Американская академическая среда, в которой Набоков провел двадцать лет (а вовсе не всю жизнь, как иногда представляется), оказалась, как впрочем и для многих, идеальной: кормила не впроголодь, свободного времени оставляла массу. Гоняясь за бабочками по всей Новой Англии, Набоков писал «Лолиту», свой одиннадцатый роман, который в конце концов принес ему и всемирную славу, и материальный достаток. Разбогатев, Набоков тут же перестал преподавать, переехал в Швейцарию и, поселившись на долгие годы в отеле — ну да, дорого, зато никаких хлопот по дому, — вновь взял в руки сачок и булавки.
Двойная уловка
Ясно, что Набоковых двое — наш и их, и этим двоим, кажется, никогда не слиться в глазах массового читателя в одну фигуру. «Защита Лужина», «Приглашение на казнь» и «Дар», которыми упиваются в России, для остального мира — всего лишь ранние романы. В свою очередь, видя «Лолиту» на четвертом месте в списке 100 лучших романов XX века (после «Улисса», «Великого Гэтсби» и «Портрета художника в юности»), русский читатель обычно несколько вздрагивает. Самого Набокова такое посмертное диссоциативное расстройство идентичности, впрочем, скорее всего порадовало бы. «Я американский писатель, рожденный в России, получивший образование в Англии, где я изучал французскую литературу перед тем, как на пятнадцать лет переселиться в Германию», — фантастическая точность профессионального натуралиста даже в интервью.

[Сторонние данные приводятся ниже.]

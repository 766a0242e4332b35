//! Value transformers keyed by the server's declared field result type.

use std::str::FromStr;

use bigdecimal::BigDecimal;
use chrono::{NaiveDate, NaiveDateTime, NaiveTime, TimeZone};
use chrono_tz::Tz;
use thiserror::Error;

use crate::domain::{AssetReference, Value};

const DATE_LAYOUT: &str = "%m/%d/%Y";
const TIME_LAYOUT: &str = "%H:%M:%S";
const TIMESTAMP_LAYOUT: &str = "%m/%d/%Y %H:%M:%S";

/// Errors raised while transforming one raw value.
#[derive(Debug, Clone, PartialEq, Eq, Error)]
pub enum TransformError {
    /// The text is not a decimal number.
    #[error("\"{value}\" is not a valid decimal")]
    Decimal {
        /// Offending text.
        value: String,
    },
    /// The text is not a date, time, or timestamp in the expected layout.
    #[error("\"{value}\" is not a valid date/time: {message}")]
    DateTime {
        /// Offending text.
        value: String,
        /// Parser diagnostics.
        message: String,
    },
}

/// Decoder for one field result type.
#[derive(Debug, Clone, Copy, PartialEq, Eq)]
pub enum Transformer {
    /// `text`: the raw string.
    Text,
    /// `number`: exact decimal.
    Number,
    /// `date`: `MM/DD/YYYY`.
    Date,
    /// `time`: `HH:MM:SS`.
    Time,
    /// `timestamp`: `MM/DD/YYYY HH:MM:SS` in the server's zone.
    Timestamp(Tz),
    /// `container`: asset reference.
    Container,
}

impl Transformer {
    /// Look up the transformer for a declared result type.
    ///
    /// Returns `None` for types outside the registry, including `unknown`.
    #[must_use]
    pub fn for_result_type(result: &str, server_time_zone: Tz) -> Option<Self> {
        match result {
            "text" => Some(Self::Text),
            "number" => Some(Self::Number),
            "date" => Some(Self::Date),
            "time" => Some(Self::Time),
            "timestamp" => Some(Self::Timestamp(server_time_zone)),
            "container" => Some(Self::Container),
            _ => None,
        }
    }

    /// Decode raw text. Empty text is [`Value::Null`] except for text fields.
    ///
    /// # Errors
    ///
    /// Returns [`TransformError`] for malformed numbers and dates.
    ///
    /// # Examples
    /// ```
    /// use fmclient::domain::Value;
    /// use fmclient::outbound::result_set::Transformer;
    ///
    /// assert_eq!(Transformer::Text.transform("")?, Value::from(""));
    /// assert_eq!(Transformer::Number.transform("")?, Value::Null);
    /// let number = Transformer::Number.transform(".5")?;
    /// assert_eq!(number.as_number().map(ToString::to_string).as_deref(), Some("0.5"));
    /// # Ok::<(), fmclient::outbound::result_set::TransformError>(())
    /// ```
    pub fn transform(self, raw: &str) -> Result<Value, TransformError> {
        if raw.is_empty() {
            return Ok(match self {
                Self::Text => Value::Text(String::new()),
                _ => Value::Null,
            });
        }

        match self {
            Self::Text => Ok(Value::Text(raw.to_owned())),
            Self::Number => parse_number(raw).map(Value::Number),
            Self::Date => NaiveDate::parse_from_str(raw, DATE_LAYOUT)
                .map(Value::Date)
                .map_err(|error| date_time_error(raw, &error)),
            Self::Time => NaiveTime::parse_from_str(raw, TIME_LAYOUT)
                .map(Value::Time)
                .map_err(|error| date_time_error(raw, &error)),
            Self::Timestamp(zone) => parse_timestamp(raw, zone).map(Value::Timestamp),
            Self::Container => Ok(Value::Container(AssetReference::new(raw))),
        }
    }
}

fn parse_number(raw: &str) -> Result<BigDecimal, TransformError> {
    let normalised = if raw.starts_with('.') {
        format!("0{raw}")
    } else {
        raw.to_owned()
    };
    BigDecimal::from_str(&normalised).map_err(|_| TransformError::Decimal {
        value: raw.to_owned(),
    })
}

fn parse_timestamp(raw: &str, zone: Tz) -> Result<chrono::DateTime<Tz>, TransformError> {
    let naive = NaiveDateTime::parse_from_str(raw, TIMESTAMP_LAYOUT)
        .map_err(|error| date_time_error(raw, &error))?;
    zone.from_local_datetime(&naive)
        .earliest()
        .ok_or_else(|| TransformError::DateTime {
            value: raw.to_owned(),
            message: format!("local time does not exist in {zone}"),
        })
}

fn date_time_error(raw: &str, error: &chrono::ParseError) -> TransformError {
    TransformError::DateTime {
        value: raw.to_owned(),
        message: error.to_string(),
    }
}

Интервью это Набоков, кстати, дал журналу Playboy, оно едва ли не самое известное и интересное из его общений с прессой. Выбор издания не должен смущать — 45 лет спустя Хефнер выкупит права на первую публикацию фрагмента из посмертного романа Набокова «Лаура и ее оригинал». Набоков — вернемся к этой мысли — жил вовсе не в башне из слоновой кости: цитировал в «Аде» Окуджаву и пересылал в Ленинград Бродскому джинсы.
Он, к сожалению, так и не простил Родине изгнания. На склоне жизни на вопрос о возможности визита в СССР (что технически, вероятно, было вполне осуществимо) отвечал с юношеским максимализмом: «Там не на что смотреть. Новые многоквартирные дома и старые церкви меня не интересуют. Отели там ужасные. Я ненавижу советский театр. Любой дворец в Италии превосходит перекрашенные царские обители. Деревенские хижины в запретной глубинке так же уныло бедны, как всегда, и несчастный крестьянин хлещет свою несчастную ломовую лошадь с тем же жалким рвением. Что же касается моего особого северного пейзажа и мест, где я провел детство, то я не хотел бы осквернять их образы, сохранившиеся в моей памяти». В 1969 году, когда имел место цитированный разговор, «несчастный крестьянин», вероятно, с большей вероятностью хлестал все же трактор ДТ-54, но набоковская оптика тут не о разуме, а о сердце. С этим же последним у Набокова все было предельно ясно: «My head says English, my heart, Russian, my ear, French» («Моя голова говорит по-английски, сердце — по-русски, а ухо — по-французски»).